Demonstrations in Salem that devolved into tense confrontations downtown on New Year’s Day led to three arrests, the Salem Police Department said on Saturday.
After a similar demonstration less than two weeks prior, law enforcement agencies are expecting more unrest in the weeks ahead — including a nationwide protest on Wednesday.
“I’ve been doing crowd control with the Salem Police Department now about 15 years,” Salem Police Lt. Treven Upkes said of the Friday events. “For strictly just a Salem event, that was one of the largest we’d seen.”
Several hundred people gathered at the Oregon State Capitol Friday for a rally against Gov. Kate Brown’s COVID-19 restrictions and the results of the presidential election. Upkes estimated at least 200 people attended.
Around 2 p.m. protesters marched from the Capitol to Mahonia Hall, the governor’s official residence. Police said many walked in the street, blocked intersections and splintered into different groups.
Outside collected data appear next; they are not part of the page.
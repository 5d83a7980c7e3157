//! Snapshot builder.
//!
//! Turns a whole-population batch of raw records from one source into a
//! keyed [`Snapshot`]. Duplicate identities are an error, never merged.

use std::collections::btree_map::Entry;
use std::collections::{BTreeMap, BTreeSet};
use tracing::{debug, warn};

use crate::error::{ReconcileError, ReconcileResult};
use crate::key::IdentityKey;
use crate::normalizer::Normalizer;
use crate::raw::RawRecord;
use crate::record::{CanonicalRecord, Source};

/// Point-in-time materialization of one source's population.
#[derive(Debug, Clone)]
pub struct Snapshot {
    source: Source,
    records: BTreeMap<IdentityKey, CanonicalRecord>,
    alias_index: BTreeMap<IdentityKey, IdentityKey>,
}

/// Snapshot of the membership registry.
pub type RegistrySet = Snapshot;

/// Snapshot of the directory.
pub type DirectorySet = Snapshot;

impl Snapshot {
    /// An empty snapshot for `source`.
    #[must_use]
    pub fn empty(source: Source) -> Self {
        Self {
            source,
            records: BTreeMap::new(),
            alias_index: BTreeMap::new(),
        }
    }

    #[must_use]
    pub fn source(&self) -> Source {
        self.source
    }

    #[must_use]
    pub fn len(&self) -> usize {
        self.records.len()
    }

    #[must_use]
    pub fn is_empty(&self) -> bool {
        self.records.is_empty()
    }

    /// Look up a record by its primary key.
    #[must_use]
    pub fn get(&self, key: &str) -> Option<&CanonicalRecord> {
        self.records.get(key)
    }

    #[must_use]
    pub fn contains(&self, key: &str) -> bool {
        self.records.contains_key(key)
    }

    /// Look up the record owning `alias` as a secondary key.
    #[must_use]
    pub fn by_alias(&self, alias: &str) -> Option<&CanonicalRecord> {
        self.alias_index
            .get(alias)
            .and_then(|key| self.records.get(key))
    }

    /// Records in key order.
    pub fn records(&self) -> impl Iterator<Item = &CanonicalRecord> {
        self.records.values()
    }

    /// Keys in order.
    pub fn keys(&self) -> impl Iterator<Item = &IdentityKey> {
        self.records.keys()
    }
}

/// Builds a [`Snapshot`] from raw records.
#[derive(Debug)]
pub struct SnapshotBuilder<'a> {
    source: Source,
    normalizer: &'a Normalizer,
    excluded: BTreeSet<IdentityKey>,
}

impl<'a> SnapshotBuilder<'a> {
    #[must_use]
    pub fn new(source: Source, normalizer: &'a Normalizer) -> Self {
        Self {
            source,
            normalizer,
            excluded: BTreeSet::new(),
        }
    }

    /// Drop records whose key or any alias is one of these addresses (role
    /// accounts and the like).
    ///
    /// Values are normalized like identities; blank values are ignored.
    #[must_use]
    pub fn exclude<I, S>(mut self, keys: I) -> Self
    where
        I: IntoIterator<Item = S>,
        S: AsRef<str>,
    {
        self.excluded.extend(
            keys.into_iter()
                .filter_map(|k| self.normalizer.key(k.as_ref()).ok()),
        );
        self
    }

    /// Normalize every record and assemble the snapshot.
    ///
    /// # Errors
    ///
    /// Fails with `MalformedRecord` on the first record without a usable
    /// identity and with `DuplicateKey` when two records share a key.
    pub fn build<I>(self, records: I) -> ReconcileResult<Snapshot>
    where
        I: IntoIterator<Item = RawRecord>,
    {
        let mut seen: BTreeMap<IdentityKey, (CanonicalRecord, RawRecord)> = BTreeMap::new();

        for raw in records {
            let record = self.normalizer.normalize(&raw, self.source)?;
            match seen.entry(record.key().clone()) {
                Entry::Occupied(existing) => {
                    return Err(ReconcileError::DuplicateKey {
                        key: existing.key().clone(),
                        origin: self.source,
                        first: Box::new(existing.get().1.clone()),
                        second: Box::new(raw),
                    });
                }
                Entry::Vacant(slot) => {
                    slot.insert((record, raw));
                }
            }
        }

        let total = seen.len();
        let primary_keys: BTreeSet<IdentityKey> = seen.keys().cloned().collect();
        let records: BTreeMap<IdentityKey, CanonicalRecord> = seen
            .into_iter()
            .filter(|(_, (record, _))| !self.is_excluded(record))
            .map(|(key, (record, _))| (key, record))
            .collect();

        let alias_index = self.index_aliases(&records, &primary_keys);

        debug!(
            source = %self.source,
            total = total,
            excluded = total - records.len(),
            aliases = alias_index.len(),
            "Built snapshot"
        );

        Ok(Snapshot {
            source: self.source,
            records,
            alias_index,
        })
    }

    fn is_excluded(&self, record: &CanonicalRecord) -> bool {
        self.excluded.contains(record.key())
            || record.aliases().iter().any(|alias| self.excluded.contains(alias))
    }

    fn index_aliases(
        &self,
        records: &BTreeMap<IdentityKey, CanonicalRecord>,
        primary_keys: &BTreeSet<IdentityKey>,
    ) -> BTreeMap<IdentityKey, IdentityKey> {
        let mut claims: BTreeMap<&IdentityKey, BTreeSet<&IdentityKey>> = BTreeMap::new();
        for record in records.values() {
            for alias in record.aliases() {
                if !primary_keys.contains(alias) {
                    claims.entry(alias).or_default().insert(record.key());
                }
            }
        }

        let mut index = BTreeMap::new();
        for (alias, owners) in claims {
            if owners.len() > 1 {
                warn!(
                    source = %self.source,
                    alias = %alias,
                    owners = ?owners.iter().map(|k| k.as_str()).collect::<Vec<_>>(),
                    "Ambiguous alias ignored"
                );
                continue;
            }
            if let Some(owner) = owners.into_iter().next() {
                index.insert(alias.clone(), owner.clone());
            }
        }
        index
    }
}

/// Build a snapshot with the default normalizer and no exclusions.
///
/// # Errors
///
/// See [`SnapshotBuilder::build`].
pub fn build<I>(records: I, source: Source) -> ReconcileResult<Snapshot>
where
    I: IntoIterator<Item = RawRecord>,
{
    SnapshotBuilder::new(source, &Normalizer::default()).build(records)
}
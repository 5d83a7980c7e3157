//! HTTP client for the MyAEGEE core API.

use secrecy::{ExposeSecret, SecretString};
use serde::de::DeserializeOwned;
use serde::{Deserialize, Serialize};
use std::sync::Arc;
use std::time::Duration;
use tokio::sync::RwLock;
use tracing::{debug, info, instrument, warn};
use url::Url;

use dirsync_core::RegistryMember;

use crate::{MyAegeeError, MyAegeeResult};

/// Default MyAEGEE deployment.
pub const DEFAULT_BASE_URL: &str = "https://my.aegee.eu";

/// Header carrying the access token.
const AUTH_HEADER: &str = "X-Auth-Token";

/// Connection settings.
#[derive(Debug, Clone, PartialEq, Eq, Serialize, Deserialize)]
pub struct MyAegeeConfig {
    #[serde(default = "default_base_url")]
    pub base_url: String,
    #[serde(default = "default_timeout_secs")]
    pub timeout_secs: u64,
}

fn default_base_url() -> String {
    DEFAULT_BASE_URL.to_string()
}

fn default_timeout_secs() -> u64 {
    30
}

impl Default for MyAegeeConfig {
    fn default() -> Self {
        Self {
            base_url: default_base_url(),
            timeout_secs: default_timeout_secs(),
        }
    }
}

/// Login credentials. The password never appears in `Debug` output.
#[derive(Debug, Clone)]
pub struct MyAegeeCredentials {
    pub username: String,
    pub password: SecretString,
}

impl MyAegeeCredentials {
    pub fn new(username: impl Into<String>, password: impl Into<String>) -> Self {
        Self {
            username: username.into(),
            password: SecretString::from(password.into()),
        }
    }
}

#[derive(Serialize)]
struct LoginRequest<'a> {
    username: &'a str,
    password: &'a str,
}

/// Response envelope shared by the core endpoints.
#[derive(Debug, Deserialize)]
struct Envelope<T> {
    #[serde(default)]
    success: bool,
    #[serde(default = "Option::default")]
    data: Option<T>,
    #[serde(default)]
    message: Option<String>,
    #[serde(default)]
    access_token: Option<String>,
}

/// MyAEGEE client with a cached session token.
#[derive(Debug)]
pub struct MyAegeeClient {
    http_client: reqwest::Client,
    base_url: Url,
    credentials: MyAegeeCredentials,
    access_token: Arc<RwLock<Option<SecretString>>>,
}

impl MyAegeeClient {
    /// Creates a new client.
    ///
    /// # Errors
    ///
    /// Returns an error if the base URL is invalid or the HTTP client cannot be created.
    pub fn new(config: &MyAegeeConfig, credentials: MyAegeeCredentials) -> MyAegeeResult<Self> {
        if credentials.username.trim().is_empty() {
            return Err(MyAegeeError::Config("username must not be empty".to_string()));
        }

        let base_url = Url::parse(config.base_url.trim_end_matches('/'))?;
        let http_client = reqwest::Client::builder()
            .timeout(Duration::from_secs(config.timeout_secs))
            .build()
            .map_err(|e| MyAegeeError::Config(format!("Failed to create HTTP client: {e}")))?;

        Ok(Self {
            http_client,
            base_url,
            credentials,
            access_token: Arc::new(RwLock::new(None)),
        })
    }

    fn endpoint(&self, path: &str) -> MyAegeeResult<Url> {
        let base = self.base_url.as_str().trim_end_matches('/');
        Ok(Url::parse(&format!("{base}{path}"))?)
    }

    /// Logs in and caches the access token.
    ///
    /// # Errors
    ///
    /// Returns `LoginRejected` when MyAEGEE refuses the credentials.
    #[instrument(skip(self), fields(username = %self.credentials.username))]
    pub async fn login(&self) -> MyAegeeResult<()> {
        let url = self.endpoint("/api/core/login")?;
        let body = LoginRequest {
            username: &self.credentials.username,
            password: self.credentials.password.expose_secret(),
        };

        let response = self.http_client.post(url).json(&body).send().await?;
        let status = response.status();
        let text = response.text().await?;

        let envelope: Envelope<serde_json::Value> = match serde_json::from_str(&text) {
            Ok(envelope) => envelope,
            Err(_) if status.is_server_error() => {
                return Err(MyAegeeError::Api {
                    status: status.as_u16(),
                    message: text,
                });
            }
            Err(e) => return Err(e.into()),
        };

        if !envelope.success {
            let message = envelope
                .message
                .unwrap_or_else(|| format!("login failed with status {status}"));
            if status.is_server_error() {
                return Err(MyAegeeError::Api {
                    status: status.as_u16(),
                    message,
                });
            }
            return Err(MyAegeeError::LoginRejected(message));
        }

        let token = envelope
            .access_token
            .filter(|t| !t.is_empty())
            .ok_or_else(|| MyAegeeError::LoginRejected("response carried no access token".to_string()))?;

        *self.access_token.write().await = Some(SecretString::from(token));
        info!("Logged in to MyAEGEE");
        Ok(())
    }

    async fn token(&self) -> MyAegeeResult<SecretString> {
        {
            let cache = self.access_token.read().await;
            if let Some(ref token) = *cache {
                return Ok(token.clone());
            }
        }
        self.login().await?;
        self.access_token
            .read()
            .await
            .clone()
            .ok_or_else(|| MyAegeeError::LoginRejected("no access token after login".to_string()))
    }

    /// Forgets the cached token, forcing a new login on next use.
    pub async fn invalidate(&self) {
        *self.access_token.write().await = None;
    }

    /// Lists every membership of a body.
    ///
    /// # Errors
    ///
    /// Returns an error if login fails, the token is refused twice, or the
    /// API reports `success: false`.
    #[instrument(skip(self))]
    pub async fn body_members(&self, body_id: i64) -> MyAegeeResult<Vec<RegistryMember>> {
        let path = format!("/api/core/bodies/{body_id}/members");
        let members: Vec<RegistryMember> = match self.get(&path).await {
            Err(MyAegeeError::Unauthorized(message)) => {
                warn!(%message, "Access token refused, logging in again");
                self.invalidate().await;
                self.get(&path).await?
            }
            other => other?,
        };

        debug!(body_id, count = members.len(), "Fetched body members");
        Ok(members)
    }

    async fn get<T: DeserializeOwned>(&self, path: &str) -> MyAegeeResult<T> {
        let token = self.token().await?;
        let url = self.endpoint(path)?;

        let response = self
            .http_client
            .get(url)
            .header(AUTH_HEADER, token.expose_secret())
            .send()
            .await?;
        let status = response.status();
        let text = response.text().await?;

        if status == reqwest::StatusCode::UNAUTHORIZED {
            let message = serde_json::from_str::<Envelope<serde_json::Value>>(&text)
                .ok()
                .and_then(|e| e.message)
                .unwrap_or(text);
            return Err(MyAegeeError::Unauthorized(message));
        }

        let envelope: Envelope<T> = match serde_json::from_str(&text) {
            Ok(envelope) => envelope,
            Err(_) if !status.is_success() => {
                return Err(MyAegeeError::Api {
                    status: status.as_u16(),
                    message: text,
                });
            }
            Err(e) => return Err(e.into()),
        };

        if !envelope.success {
            return Err(MyAegeeError::Api {
                status: status.as_u16(),
                message: envelope
                    .message
                    .unwrap_or_else(|| "request was not successful".to_string()),
            });
        }

        envelope.data.ok_or_else(|| MyAegeeError::Api {
            status: status.as_u16(),
            message: "response carried no data".to_string(),
        })
    }
}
A group of Proud Boys, a far-right group that has attracted white supremacists and engaged in violence at other demonstrations, broke off toward Bush’s Pasture Park, where antifascist activists had staged a counter-protest. In an official statement Saturday, Salem police said both groups were armed.
“Many of the attendees at the state capitol were armed with various weapons, knives, chemical sprays, batons and firearms,” Salem Police said. “The event at Bush’s Pasture Park was organized by self-identified anti-fascists who were also armed with a variety of weapons including firearms.”
Upkes said police intervened to quell any violence, but he added that other groups, including the Proud Boys, traveled through downtown “more or less looking to instigate problems.”
Tensions flared at the corner of High and State streets in downtown. Video captured by an OPB reporter shows far-right protesters yelling at a line of police officers in riot gear. Police said they were separating the groups.
Right wing protestors stand off against police pic.twitter.com/DmHCJbKtag
— Sergio Olmos (@MrOlmos) January 2, 2021
“Neither group complied with initial dispersal orders and Proud Boys affiliates had to be forcibly moved back from the business by officers,” police said.
Soon after, police declared an unlawful assembly. Police used less-lethal munitions to disperse the crowd.
The three people arrested were Robert Davis, 31, of Springfield; Joshua Lindquist, 33, of Salem; and Max Damaskin, 33, of Salem.
Upkes said police are bracing for another demonstration Wednesday. Protests by far-right groups are planned nationwide that day when Congress is set to certify President-elect Joe Biden’s victory. Agencies near Oregon’s capitol — the Salem Police, Oregon State Police, and the sheriff’s offices of Marion and Polk counties — are planning to be ready.
“We’ve had to really bring in more resources and involve partner agencies that we normally wouldn’t need,” Upkes said.
The protest Wednesday is billed by organizers as an occupation of the Capitol grounds, Upkes said. The state Capitol is Oregon State Police’s jurisdiction, and an agency spokesperson did not respond to a question about their plans.
But a static, one-location demonstration is easier to police, Upkes said. Friday’s event included an unpermitted march through the city and stretched police ability to monitor.
Still, he said, those can get unruly. He pointed to a Dec. 21 demonstration, when protesters tried to halt an emergency one-day legislative session and to break into the capitol. Some attacked journalists.
“That was really a worst-case scenario,” Upkes said. “I think that’s (the level) we’re going to plan to, and then hope that things will be less like that — where people are breaking and attacking and trying to physically force their way into the capitol and do who-knows-what.”
Oregon lawmakers are set to return for a regular session, which could last up to six months, on Jan. 19. Upkes said it’s hard to predict how the swirling tensions of local and national politics will play out for law enforcement in and around the Capitol.
“It’s so multi-faceted,” he said. “It’s going to depend on what bills are being presented when they’re being presented, holidays, weekends, are there still going to be COVID restrictions — it’s so dynamic.”
“That’s the kind of the nature of police work,” he added. “We have to respond to that unknown, and that’s still a big unknown.”